+++ Excerpted data +++

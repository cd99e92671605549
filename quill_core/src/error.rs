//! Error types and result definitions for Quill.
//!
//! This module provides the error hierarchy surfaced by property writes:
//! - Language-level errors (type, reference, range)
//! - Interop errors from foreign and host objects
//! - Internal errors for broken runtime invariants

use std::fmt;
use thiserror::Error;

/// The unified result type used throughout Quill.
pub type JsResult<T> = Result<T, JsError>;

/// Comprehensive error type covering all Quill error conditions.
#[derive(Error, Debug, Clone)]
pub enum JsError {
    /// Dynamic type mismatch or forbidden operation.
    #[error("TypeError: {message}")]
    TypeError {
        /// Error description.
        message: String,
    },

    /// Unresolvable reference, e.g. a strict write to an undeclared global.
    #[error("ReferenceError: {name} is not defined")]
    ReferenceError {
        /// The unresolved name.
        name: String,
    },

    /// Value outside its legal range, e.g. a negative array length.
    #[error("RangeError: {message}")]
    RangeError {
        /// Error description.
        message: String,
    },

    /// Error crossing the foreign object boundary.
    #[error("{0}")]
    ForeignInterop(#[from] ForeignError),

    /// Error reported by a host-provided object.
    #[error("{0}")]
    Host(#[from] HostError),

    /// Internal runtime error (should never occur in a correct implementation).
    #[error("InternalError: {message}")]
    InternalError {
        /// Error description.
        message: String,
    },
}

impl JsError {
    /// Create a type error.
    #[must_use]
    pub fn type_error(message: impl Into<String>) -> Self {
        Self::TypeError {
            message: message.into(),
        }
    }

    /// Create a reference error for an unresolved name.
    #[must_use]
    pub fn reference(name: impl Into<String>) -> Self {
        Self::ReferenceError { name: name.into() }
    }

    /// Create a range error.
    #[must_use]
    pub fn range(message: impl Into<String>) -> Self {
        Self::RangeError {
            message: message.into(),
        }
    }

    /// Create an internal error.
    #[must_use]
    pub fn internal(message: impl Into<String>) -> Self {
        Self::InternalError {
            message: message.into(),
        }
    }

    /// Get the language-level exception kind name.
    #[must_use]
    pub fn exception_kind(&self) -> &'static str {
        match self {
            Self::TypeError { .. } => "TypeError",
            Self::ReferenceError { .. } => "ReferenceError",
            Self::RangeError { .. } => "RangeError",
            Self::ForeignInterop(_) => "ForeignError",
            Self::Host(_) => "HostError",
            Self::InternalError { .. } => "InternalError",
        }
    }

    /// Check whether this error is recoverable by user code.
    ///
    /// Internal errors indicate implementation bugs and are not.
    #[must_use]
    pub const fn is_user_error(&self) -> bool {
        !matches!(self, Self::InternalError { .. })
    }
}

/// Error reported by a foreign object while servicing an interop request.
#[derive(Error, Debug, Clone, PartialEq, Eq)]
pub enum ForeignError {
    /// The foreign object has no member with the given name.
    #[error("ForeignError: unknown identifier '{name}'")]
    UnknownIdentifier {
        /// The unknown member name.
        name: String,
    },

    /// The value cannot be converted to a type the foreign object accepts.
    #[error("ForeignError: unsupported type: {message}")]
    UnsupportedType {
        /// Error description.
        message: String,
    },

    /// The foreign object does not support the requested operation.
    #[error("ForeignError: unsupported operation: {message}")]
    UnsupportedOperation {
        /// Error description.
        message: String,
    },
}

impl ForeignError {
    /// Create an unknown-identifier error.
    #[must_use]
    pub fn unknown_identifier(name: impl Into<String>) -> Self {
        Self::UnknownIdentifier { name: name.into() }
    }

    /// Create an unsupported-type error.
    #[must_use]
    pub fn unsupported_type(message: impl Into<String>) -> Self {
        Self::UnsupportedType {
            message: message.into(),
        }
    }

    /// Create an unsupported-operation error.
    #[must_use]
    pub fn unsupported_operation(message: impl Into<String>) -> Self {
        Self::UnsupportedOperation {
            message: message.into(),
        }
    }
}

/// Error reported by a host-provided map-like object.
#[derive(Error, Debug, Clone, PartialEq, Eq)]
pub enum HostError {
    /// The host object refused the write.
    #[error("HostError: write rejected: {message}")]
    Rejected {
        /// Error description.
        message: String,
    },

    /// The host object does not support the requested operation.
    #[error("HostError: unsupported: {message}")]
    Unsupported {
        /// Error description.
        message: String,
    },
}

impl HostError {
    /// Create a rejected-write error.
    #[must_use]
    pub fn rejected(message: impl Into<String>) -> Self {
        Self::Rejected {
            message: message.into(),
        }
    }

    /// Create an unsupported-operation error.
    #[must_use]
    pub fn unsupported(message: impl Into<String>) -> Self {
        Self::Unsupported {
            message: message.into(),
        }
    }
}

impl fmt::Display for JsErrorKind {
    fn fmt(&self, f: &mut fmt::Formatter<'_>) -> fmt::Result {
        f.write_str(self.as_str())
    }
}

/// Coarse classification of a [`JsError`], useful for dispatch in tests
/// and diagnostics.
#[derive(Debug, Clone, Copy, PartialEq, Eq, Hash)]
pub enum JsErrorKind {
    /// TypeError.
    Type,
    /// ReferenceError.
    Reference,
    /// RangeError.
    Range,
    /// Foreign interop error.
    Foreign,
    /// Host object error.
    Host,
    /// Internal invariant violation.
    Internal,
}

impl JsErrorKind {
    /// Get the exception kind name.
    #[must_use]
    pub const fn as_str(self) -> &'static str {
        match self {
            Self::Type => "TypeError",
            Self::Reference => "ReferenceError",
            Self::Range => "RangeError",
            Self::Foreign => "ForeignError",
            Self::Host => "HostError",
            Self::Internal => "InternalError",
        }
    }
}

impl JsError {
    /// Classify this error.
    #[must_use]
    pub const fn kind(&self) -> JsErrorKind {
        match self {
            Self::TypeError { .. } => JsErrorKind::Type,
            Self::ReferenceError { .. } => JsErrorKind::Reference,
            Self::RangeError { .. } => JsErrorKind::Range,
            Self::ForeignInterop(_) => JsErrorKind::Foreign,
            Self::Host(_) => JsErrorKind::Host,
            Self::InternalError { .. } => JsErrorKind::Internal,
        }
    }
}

+++

*Required work*:
Make a copy of each line in the records that has the word "Debug".

*Your solution*:
#[derive(Error, Debug, Clone)]
#[derive(Error, Debug, Clone, PartialEq, Eq)]
#[derive(Error, Debug, Clone, PartialEq, Eq)]
#[derive(Debug, Clone, Copy, PartialEq, Eq, Hash)]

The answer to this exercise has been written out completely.